• **Work task**:
Of the entries below, return exactly those lines that fall between the one containing "Sc = 21, Ti" and the one containing "Nb = 41, Mo", the two end lines included.

Entries taken from a collection:
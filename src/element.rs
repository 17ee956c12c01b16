use std::fmt;

macro_rules! elements {
    ($($sym:ident = $num:literal),+ $(,)?) => {
        /// Chemical element of a graph node, elements 1–118.
        #[derive(Debug, Clone, Copy, PartialEq, Eq, PartialOrd, Ord, Hash)]
        #[repr(u8)]
        pub enum Element {
            $($sym = $num),+
        }

        static ALL: &[Element] = &[$(Element::$sym),+];
        static SYMBOLS: &[&str] = &[$(stringify!($sym)),+];
    };
}

elements! {
    H = 1, He = 2, Li = 3, Be = 4, B = 5, C = 6, N = 7, O = 8, F = 9, Ne = 10,
    Na = 11, Mg = 12, Al = 13, Si = 14, P = 15, S = 16, Cl = 17, Ar = 18, K = 19, Ca = 20,
    Sc = 21, Ti = 22, V = 23, Cr = 24, Mn = 25, Fe = 26, Co = 27, Ni = 28, Cu = 29, Zn = 30,
    Ga = 31, Ge = 32, As = 33, Se = 34, Br = 35, Kr = 36, Rb = 37, Sr = 38, Y = 39, Zr = 40,
    Nb = 41, Mo = 42, Tc = 43, Ru = 44, Rh = 45, Pd = 46, Ag = 47, Cd = 48, In = 49, Sn = 50,
    Sb = 51, Te = 52, I = 53, Xe = 54, Cs = 55, Ba = 56, La = 57, Ce = 58, Pr = 59, Nd = 60,
    Pm = 61, Sm = 62, Eu = 63, Gd = 64, Tb = 65, Dy = 66, Ho = 67, Er = 68, Tm = 69, Yb = 70,
    Lu = 71, Hf = 72, Ta = 73, W = 74, Re = 75, Os = 76, Ir = 77, Pt = 78, Au = 79, Hg = 80,
    Tl = 81, Pb = 82, Bi = 83, Po = 84, At = 85, Rn = 86, Fr = 87, Ra = 88, Ac = 89, Th = 90,
    Pa = 91, U = 92, Np = 93, Pu = 94, Am = 95, Cm = 96, Bk = 97, Cf = 98, Es = 99, Fm = 100,
    Md = 101, No = 102, Lr = 103, Rf = 104, Db = 105, Sg = 106, Bh = 107, Hs = 108, Mt = 109,
    Ds = 110, Rg = 111, Cn = 112, Nh = 113, Fl = 114, Mc = 115, Lv = 116, Ts = 117, Og = 118,
}

impl Element {
    /// Metals that form coordination complexes by default.
    pub const COORDINATING_METALS: [Element; 4] = [Element::Li, Element::Mg, Element::Ca, Element::Zn];

    pub fn is_coordinating_metal(self) -> bool {
        Self::COORDINATING_METALS.contains(&self)
    }

    pub fn from_atomic_num(n: u8) -> Option<Element> {
        if n == 0 {
            return None;
        }
        ALL.get(n as usize - 1).copied()
    }

    pub fn from_symbol(s: &str) -> Option<Element> {
        SYMBOLS.iter().position(|&sym| sym == s).map(|i| ALL[i])
    }

    pub fn atomic_num(self) -> u8 {
        self as u8
    }

    pub fn symbol(self) -> &'static str {
        SYMBOLS[self as usize - 1]
    }
}

impl fmt::Display for Element {
    fn fmt(&self, f: &mut fmt::Formatter<'_>) -> fmt::Result {
        f.write_str(self.symbol())
    }
}
//! Molecule entries: a bonding graph plus the thermochemistry attached to it.
//!
//! Entries are immutable once built and are shared between buckets,
//! reactions and graph builders through [`Arc`].

use std::fmt;
use std::sync::Arc;

use serde::Deserialize;
use thiserror::Error;

use crate::element::Element;
use crate::formula::Composition;
use crate::isomorphism::is_isomorphic;
use crate::mol::{BondPair, GraphBuildError, MolGraph};

/// Hartree to eV.
pub const HARTREE_TO_EV: f64 = 27.21139;
/// kcal/mol to eV.
pub const KCAL_PER_MOL_TO_EV: f64 = 0.0433641;
/// cal/(mol K) to eV/K.
pub const CAL_PER_MOL_K_TO_EV_PER_K: f64 = 0.0000433641;

/// Error returned when an entry cannot be built from a molecule document.
#[derive(Debug, Error)]
pub enum EntryError {
    #[error("unable to construct molecule entry from molecule document; missing attribute `{field}`")]
    MissingField { field: &'static str },

    #[error("unknown element symbol `{symbol}` in molecule document")]
    UnknownElement { symbol: String },

    #[error("invalid bonding graph: {0}")]
    InvalidGraph(#[from] GraphBuildError),

    #[error("malformed molecule document: {0}")]
    Json(#[from] serde_json::Error),
}

/// A molecular species with its energetics and bonding graph.
#[derive(Clone)]
pub struct MoleculeEntry {
    id: String,
    graph: MolGraph,
    charge: i32,
    uncorrected_energy: f64,
    correction: f64,
    enthalpy: Option<f64>,
    entropy: Option<f64>,
    index: usize,
    formula: String,
    bonds: Vec<BondPair>,
}

impl MoleculeEntry {
    /// Creates an entry with an electronic energy in Hartree and no thermochemistry.
    pub fn new(id: impl Into<String>, graph: MolGraph, charge: i32, energy: f64) -> Self {
        let formula = graph.formula();
        let bonds = graph.bonds();
        Self {
            id: id.into(),
            graph,
            charge,
            uncorrected_energy: energy,
            correction: 0.0,
            enthalpy: None,
            entropy: None,
            index: 0,
            formula,
            bonds,
        }
    }

    /// Sets enthalpy (kcal/mol) and entropy (cal/mol K).
    pub fn with_thermo(mut self, enthalpy: f64, entropy: f64) -> Self {
        self.enthalpy = Some(enthalpy);
        self.entropy = Some(entropy);
        self
    }

    pub fn with_correction(mut self, correction: f64) -> Self {
        self.correction = correction;
        self
    }

    /// Sets the position of this entry in the global species ordering.
    pub fn with_index(mut self, index: usize) -> Self {
        self.index = index;
        self
    }

    /// Builds an entry from a raw molecule document.
    ///
    /// The document must carry `molecule` (species and charge), `mol_graph`
    /// (bond list), `energy_Ha`, `enthalpy_kcal/mol`, `entropy_cal/molK` and
    /// `task_id`. The first missing one is named in the error.
    pub fn from_document(doc: &serde_json::Value, correction: f64) -> Result<Self, EntryError> {
        let raw = MoleculeDocument::deserialize(doc)?;

        let molecule = raw.molecule.ok_or(EntryError::MissingField { field: "molecule" })?;
        let energy = raw.energy.ok_or(EntryError::MissingField { field: "energy_Ha" })?;
        let enthalpy = raw.enthalpy.ok_or(EntryError::MissingField {
            field: "enthalpy_kcal/mol",
        })?;
        let entropy = raw.entropy.ok_or(EntryError::MissingField {
            field: "entropy_cal/molK",
        })?;
        let id = raw.task_id.ok_or(EntryError::MissingField { field: "task_id" })?;
        let mol_graph = raw.mol_graph.ok_or(EntryError::MissingField { field: "mol_graph" })?;

        let elements = molecule
            .species
            .iter()
            .map(|s| {
                Element::from_symbol(s).ok_or_else(|| EntryError::UnknownElement { symbol: s.clone() })
            })
            .collect::<Result<Vec<_>, _>>()?;
        let bonds: Vec<BondPair> = mol_graph.bonds.iter().map(|&[a, b]| (a, b)).collect();
        let graph = MolGraph::from_parts(elements, &bonds)?;

        Ok(Self::new(id.into_string(), graph, molecule.charge, energy)
            .with_thermo(enthalpy, entropy)
            .with_correction(correction))
    }

    /// Builds one entry per document; a bad document fails alone.
    pub fn from_documents(docs: &[serde_json::Value]) -> Vec<Result<Self, EntryError>> {
        docs.iter().map(|doc| Self::from_document(doc, 0.0)).collect()
    }

    pub fn id(&self) -> &str {
        &self.id
    }

    pub fn graph(&self) -> &MolGraph {
        &self.graph
    }

    pub fn charge(&self) -> i32 {
        self.charge
    }

    /// Corrected electronic energy in Hartree.
    pub fn energy(&self) -> f64 {
        self.uncorrected_energy + self.correction
    }

    pub fn uncorrected_energy(&self) -> f64 {
        self.uncorrected_energy
    }

    pub fn correction(&self) -> f64 {
        self.correction
    }

    pub fn enthalpy(&self) -> Option<f64> {
        self.enthalpy
    }

    pub fn entropy(&self) -> Option<f64> {
        self.entropy
    }

    pub fn index(&self) -> usize {
        self.index
    }

    pub fn formula(&self) -> &str {
        &self.formula
    }

    pub fn composition(&self) -> Composition {
        self.graph.composition()
    }

    pub fn species(&self) -> Vec<Element> {
        self.graph.species()
    }

    pub fn num_atoms(&self) -> usize {
        self.graph.atom_count()
    }

    pub fn bonds(&self) -> &[BondPair] {
        &self.bonds
    }

    pub fn num_bonds(&self) -> usize {
        self.bonds.len()
    }

    /// Free energy in eV, or `None` without enthalpy and entropy.
    pub fn free_energy(&self, temperature: f64) -> Option<f64> {
        let enthalpy = self.enthalpy?;
        let entropy = self.entropy?;
        Some(
            self.energy() * HARTREE_TO_EV + KCAL_PER_MOL_TO_EV * enthalpy
                - temperature * entropy * CAL_PER_MOL_K_TO_EV_PER_K,
        )
    }

    /// Breaks every bond in turn.
    ///
    /// Each result holds two fragments, or one (the opened molecule) when the
    /// bond is part of a ring. Empty for molecules without bonds.
    pub fn fragments(&self) -> Vec<BondFragments> {
        self.bonds
            .iter()
            .filter_map(|&bond| {
                let fragments = match self.graph.split(&[bond]) {
                    Ok(frags) => frags.into_iter().map(|f| f.graph).collect(),
                    Err(_) => vec![self.graph.without_bonds(&[bond]).ok()?],
                };
                Some(BondFragments { bond, fragments })
            })
            .collect()
    }

    /// Groups bonds whose breakage gives isomorphic fragments.
    ///
    /// Each bond appears in exactly one group; groups are ordered by their
    /// first bond.
    pub fn isomorphic_bonds(&self) -> Vec<Vec<BondPair>> {
        let fragments = self.fragments();
        let mut groups: Vec<Vec<usize>> = Vec::new();
        for (i, current) in fragments.iter().enumerate() {
            let existing = groups
                .iter_mut()
                .find(|group| same_fragments(&fragments[group[0]].fragments, &current.fragments));
            match existing {
                Some(group) => group.push(i),
                None => groups.push(vec![i]),
            }
        }
        groups
            .into_iter()
            .map(|group| group.into_iter().map(|i| fragments[i].bond).collect())
            .collect()
    }
}

fn same_fragments(a: &[MolGraph], b: &[MolGraph]) -> bool {
    match (a, b) {
        ([a0], [b0]) => is_isomorphic(a0, b0),
        ([a0, a1], [b0, b1]) => {
            (is_isomorphic(a0, b0) && is_isomorphic(a1, b1))
                || (is_isomorphic(a0, b1) && is_isomorphic(a1, b0))
        }
        _ => false,
    }
}

/// Fragments obtained by breaking one bond of an entry.
#[derive(Debug, Clone)]
pub struct BondFragments {
    pub bond: BondPair,
    pub fragments: Vec<MolGraph>,
}

/// Assigns each entry its position as its index and wraps it for sharing.
pub fn index_entries(entries: impl IntoIterator<Item = MoleculeEntry>) -> Vec<Arc<MoleculeEntry>> {
    entries
        .into_iter()
        .enumerate()
        .map(|(i, e)| Arc::new(e.with_index(i)))
        .collect()
}

impl fmt::Debug for MoleculeEntry {
    fn fmt(&self, f: &mut fmt::Formatter<'_>) -> fmt::Result {
        f.debug_struct("MoleculeEntry")
            .field("id", &self.id)
            .field("index", &self.index)
            .field("formula", &self.formula)
            .field("bonds", &self.num_bonds())
            .field("charge", &self.charge)
            .finish()
    }
}

impl fmt::Display for MoleculeEntry {
    fn fmt(&self, f: &mut fmt::Formatter<'_>) -> fmt::Result {
        writeln!(
            f,
            "MoleculeEntry {} - {} - E{} - C{}",
            self.id,
            self.formula,
            self.num_bonds(),
            self.charge
        )?;
        writeln!(f, "Energy = {:.4} Hartree", self.uncorrected_energy)?;
        write!(f, "Correction = {:.4} Hartree", self.correction)?;
        if let (Some(h), Some(s)) = (self.enthalpy, self.entropy) {
            write!(f, "\nEnthalpy = {h:.4} kcal/mol\nEntropy = {s:.4} cal/mol.K")?;
        }
        if let Some(g) = self.free_energy(crate::REFERENCE_TEMPERATURE) {
            write!(f, "\nFree Energy (298.15 K) = {g:.4} eV")?;
        }
        Ok(())
    }
}

#[derive(Deserialize)]
struct MoleculeDocument {
    molecule: Option<MoleculeRecord>,
    mol_graph: Option<GraphRecord>,
    #[serde(rename = "energy_Ha")]
    energy: Option<f64>,
    #[serde(rename = "enthalpy_kcal/mol")]
    enthalpy: Option<f64>,
    #[serde(rename = "entropy_cal/molK")]
    entropy: Option<f64>,
    task_id: Option<TaskId>,
}

#[derive(Deserialize)]
struct MoleculeRecord {
    species: Vec<String>,
    #[serde(default)]
    charge: i32,
}

#[derive(Deserialize)]
struct GraphRecord {
    #[serde(default)]
    bonds: Vec<[usize; 2]>,
}

#[derive(Deserialize)]
#[serde(untagged)]
enum TaskId {
    Text(String),
    Number(i64),
}

impl TaskId {
    fn into_string(self) -> String {
        match self {
            TaskId::Text(s) => s,
            TaskId::Number(n) => n.to_string(),
        }
    }
}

• **Task result**:
    Sc = 21, Ti = 22, V = 23, Cr = 24, Mn = 25, Fe = 26, Co = 27, Ni = 28, Cu = 29, Zn = 30,
    Ga = 31, Ge = 32, As = 33, Se = 34, Br = 35, Kr = 36, Rb = 37, Sr = 38, Y = 39, Zr = 40,
    Nb = 41, Mo = 42, Tc = 43, Ru = 44, Rh = 45, Pd = 46, Ag = 47, Cd = 48, In = 49, Sn = 50,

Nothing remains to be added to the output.